Looking back to this summer seems so far away it is hard to think that it only happened a few months ago. The first thing that comes to mind is sunshine and walking around different cities. I started the summer at home, enjoying warm weather and dog-sitting, as I planned out the field research I would do. My general goal this summer was to reconnect with colleagues across feminist movements in Mexico and visit feminist collectives and organizations that use literature in their projects. However, I was also interested in establishing new contacts and learning more about cartoneras and decolonial thought. As a follow up on my class on Spanish American short stories with Prof. Marcy Schwartz, and thanks to her support, I contacted cartonera groups and interviewed them about their work. I wanted to understand if there were any connections between self-narrative and storytelling efforts and self-publishing. Additionally, following a recommendation from Prof. Nelson Maldonado-Torres I applied to the summer school on Decolonial Black Feminism in Bahia, Brazil and was accepted. Although I had initially planned to do research in 8-9 cities in Mexico it slowly became clear that this was overly ambitious considering time and funds.

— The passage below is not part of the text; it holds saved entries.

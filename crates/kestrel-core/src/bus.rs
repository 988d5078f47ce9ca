use crate::message::{Message, MessageKind};

use std::cell::{Cell, RefCell};
use std::collections::HashMap;
use std::rc::Rc;

/// Dispatch deeper than this is assumed to be an accidental message cycle.
const MAX_DISPATCH_DEPTH: u32 = 16;

pub type Handler = Rc<RefCell<dyn FnMut(&Message)>>;

/// Synchronous typed publish/subscribe hub for lifecycle messages.
///
/// `send` invokes every handler registered for the message's kind, in
/// registration order, and does not return until all of them completed.
/// Sending to a kind with no subscribers is a defined no-op.
///
/// Dispatch is reentrant by contract: a handler may call `send` again from
/// within its callback (GameLogicStart triggers a nested Start dispatch this
/// way). The handler list is snapshotted before delivery, so subscriptions
/// made during a dispatch only take effect for later sends. Recursion depth
/// is bounded; past the bound the message is dropped with an error log.
///
/// The bus is single-threaded, like everything else in the frame loop.
pub struct MessageBus {
    handlers: RefCell<HashMap<MessageKind, Vec<Handler>>>,
    depth: Cell<u32>,
}

impl Default for MessageBus {
    #[inline]
    fn default() -> Self {
        Self::new()
    }
}

impl MessageBus {
    #[inline]
    pub fn new() -> Self {
        Self {
            handlers: RefCell::new(HashMap::new()),
            depth: Cell::new(0),
        }
    }

    /// Appends a handler for `kind`. Never fails. There is no unsubscribe:
    /// subscriptions live as long as the bus, which is scoped to one engine
    /// run.
    pub fn subscribe<F>(&self, kind: MessageKind, handler: F)
    where
        F: FnMut(&Message) + 'static,
    {
        self.handlers
            .borrow_mut()
            .entry(kind)
            .or_default()
            .push(Rc::new(RefCell::new(handler)));
    }

    /// Synchronously delivers `msg` to every subscriber of its kind.
    pub fn send(&self, msg: &Message) {
        let depth = self.depth.get();
        if depth >= MAX_DISPATCH_DEPTH {
            log::error!(
                "message cycle suspected: dropping {} at dispatch depth {}",
                msg.kind().as_str(),
                depth
            );
            return;
        }

        // Snapshot so handlers may subscribe or send without invalidating
        // this pass.
        let snapshot: Vec<Handler> = {
            let map = self.handlers.borrow();
            match map.get(&msg.kind()) {
                Some(list) => list.clone(),
                None => return,
            }
        };

        self.depth.set(depth + 1);
        for handler in snapshot {
            // A handler that reentrantly reaches itself is a contract
            // violation; skip it instead of aborting the frame.
            match handler.try_borrow_mut() {
                Ok(mut f) => f(msg),
                Err(_) => {
                    log::error!(
                        "handler for {} re-entered itself; skipped",
                        msg.kind().as_str()
                    );
                }
            }
        }
        self.depth.set(depth);
    }

    #[inline]
    pub fn subscriber_count(&self, kind: MessageKind) -> usize {
        self.handlers
            .borrow()
            .get(&kind)
            .map(|l| l.len())
            .unwrap_or(0)
    }
}

#[cfg(test)]
mod tests {
    use super::*;

    use std::rc::Rc;

    #[test]
    fn send_invokes_once_per_send() {
        let bus = MessageBus::new();
        let hits = Rc::new(Cell::new(0u32));

        let h = hits.clone();
        bus.subscribe(MessageKind::Update, move |_| h.set(h.get() + 1));

        bus.send(&Message::Update { dt: 0.016 });
        bus.send(&Message::Update { dt: 0.016 });
        bus.send(&Message::Update { dt: 0.016 });
        assert_eq!(hits.get(), 3);
    }

    #[test]
    fn send_to_unsubscribed_kind_is_noop() {
        let bus = MessageBus::new();
        bus.send(&Message::Quitting);
    }

    #[test]
    fn handlers_run_in_registration_order() {
        let bus = MessageBus::new();
        let order = Rc::new(RefCell::new(Vec::new()));

        for tag in ["a", "b", "c"] {
            let order = order.clone();
            bus.subscribe(MessageKind::Render, move |_| {
                order.borrow_mut().push(tag);
            });
        }

        bus.send(&Message::Render);
        assert_eq!(*order.borrow(), vec!["a", "b", "c"]);
    }

    #[test]
    fn handler_never_sees_other_kinds() {
        let bus = MessageBus::new();
        let hits = Rc::new(Cell::new(0u32));

        let h = hits.clone();
        bus.subscribe(MessageKind::Update, move |_| h.set(h.get() + 1));

        bus.send(&Message::FixedUpdate { fixed_dt: 0.02 });
        bus.send(&Message::LateUpdate { dt: 0.016 });
        assert_eq!(hits.get(), 0);
    }

    #[test]
    fn reentrant_send_runs_nested_dispatch_to_completion() {
        let bus = Rc::new(MessageBus::new());
        let order = Rc::new(RefCell::new(Vec::new()));

        {
            let order = order.clone();
            bus.subscribe(MessageKind::Start, move |_| {
                order.borrow_mut().push("start");
            });
        }
        {
            let bus2 = bus.clone();
            let order = order.clone();
            bus.subscribe(MessageKind::GameLogicStart, move |_| {
                order.borrow_mut().push("logic-begin");
                bus2.send(&Message::Start);
                order.borrow_mut().push("logic-end");
            });
        }

        bus.send(&Message::GameLogicStart);
        assert_eq!(*order.borrow(), vec!["logic-begin", "start", "logic-end"]);
    }

    #[test]
    fn runaway_cycle_is_bounded() {
        let bus = Rc::new(MessageBus::new());
        let hits = Rc::new(Cell::new(0u32));

        // Update -> Render -> Update -> ... ping-pong, no self-reentry.
        {
            let bus2 = bus.clone();
            let h = hits.clone();
            bus.subscribe(MessageKind::Update, move |_| {
                h.set(h.get() + 1);
                bus2.send(&Message::Render);
            });
        }
        {
            let bus2 = bus.clone();
            bus.subscribe(MessageKind::Render, move |_| {
                bus2.send(&Message::Update { dt: 0.016 });
            });
        }

        bus.send(&Message::Update { dt: 0.016 });
        assert!(hits.get() <= MAX_DISPATCH_DEPTH);
    }

    #[test]
    fn subscription_during_dispatch_applies_to_next_send() {
        let bus = Rc::new(MessageBus::new());
        let hits = Rc::new(Cell::new(0u32));

        {
            let bus2 = bus.clone();
            let h = hits.clone();
            bus.subscribe(MessageKind::SceneLoaded, move |_| {
                let h = h.clone();
                bus2.subscribe(MessageKind::Update, move |_| h.set(h.get() + 1));
            });
        }

        bus.send(&Message::SceneLoaded {
            scene: "level0".to_string(),
        });
        bus.send(&Message::Update { dt: 0.016 });
        assert_eq!(hits.get(), 1);
    }
}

For example, I hadn’t factored in time for transcribing and processing the data, traveling more than two or three times a month would be unrealistic. I also needed time to reach out to people and buy plane tickets that were quickly escalating in price. Therefore, in May I set up my geographic trail for the summer; between June and July I would visit five cities in Mexico, and end the summer at Bahia and Sao Paulo in Brazil.

San Cristobal, Chiapas

I loved my summer work since it gave me the opportunity to watch independent theater productions, learn how to make books out of cardboard, speak with activists, visit new places, and rethink my research project. My time in both countries added new concepts and ideas to my incipient dissertation project such as space, race, self-publishing, decolonial feminisms, and positionality. I was particularly struck by the origins of cartoneras (simply put, these are editorial groups that make cardboard-based artisanal books) and the different aspects that inspire their work: independent editing, responding to editorial monopolies, socioeconomic issues in Latin American countries, the aim to socialize literature that would otherwise be inaccessible to people, bringing literature and craft together, participating in youth-driven projects, etc. In addition to visiting groups in Mexico I was able to speak with Dulcineia Cartonera in Sao Paulo, which is located next to a recycling site. Seeing the different spaces that cartoneras work in (editor’s homes, small bookstores, rooms/offices next to recycling sites, loaned spaces, etc) made me think of the centrality of space in literary production and activism. This relates in part to the physical space of where cartoneras do their work and hold their workshops, for example, but also space as related to performance and theater.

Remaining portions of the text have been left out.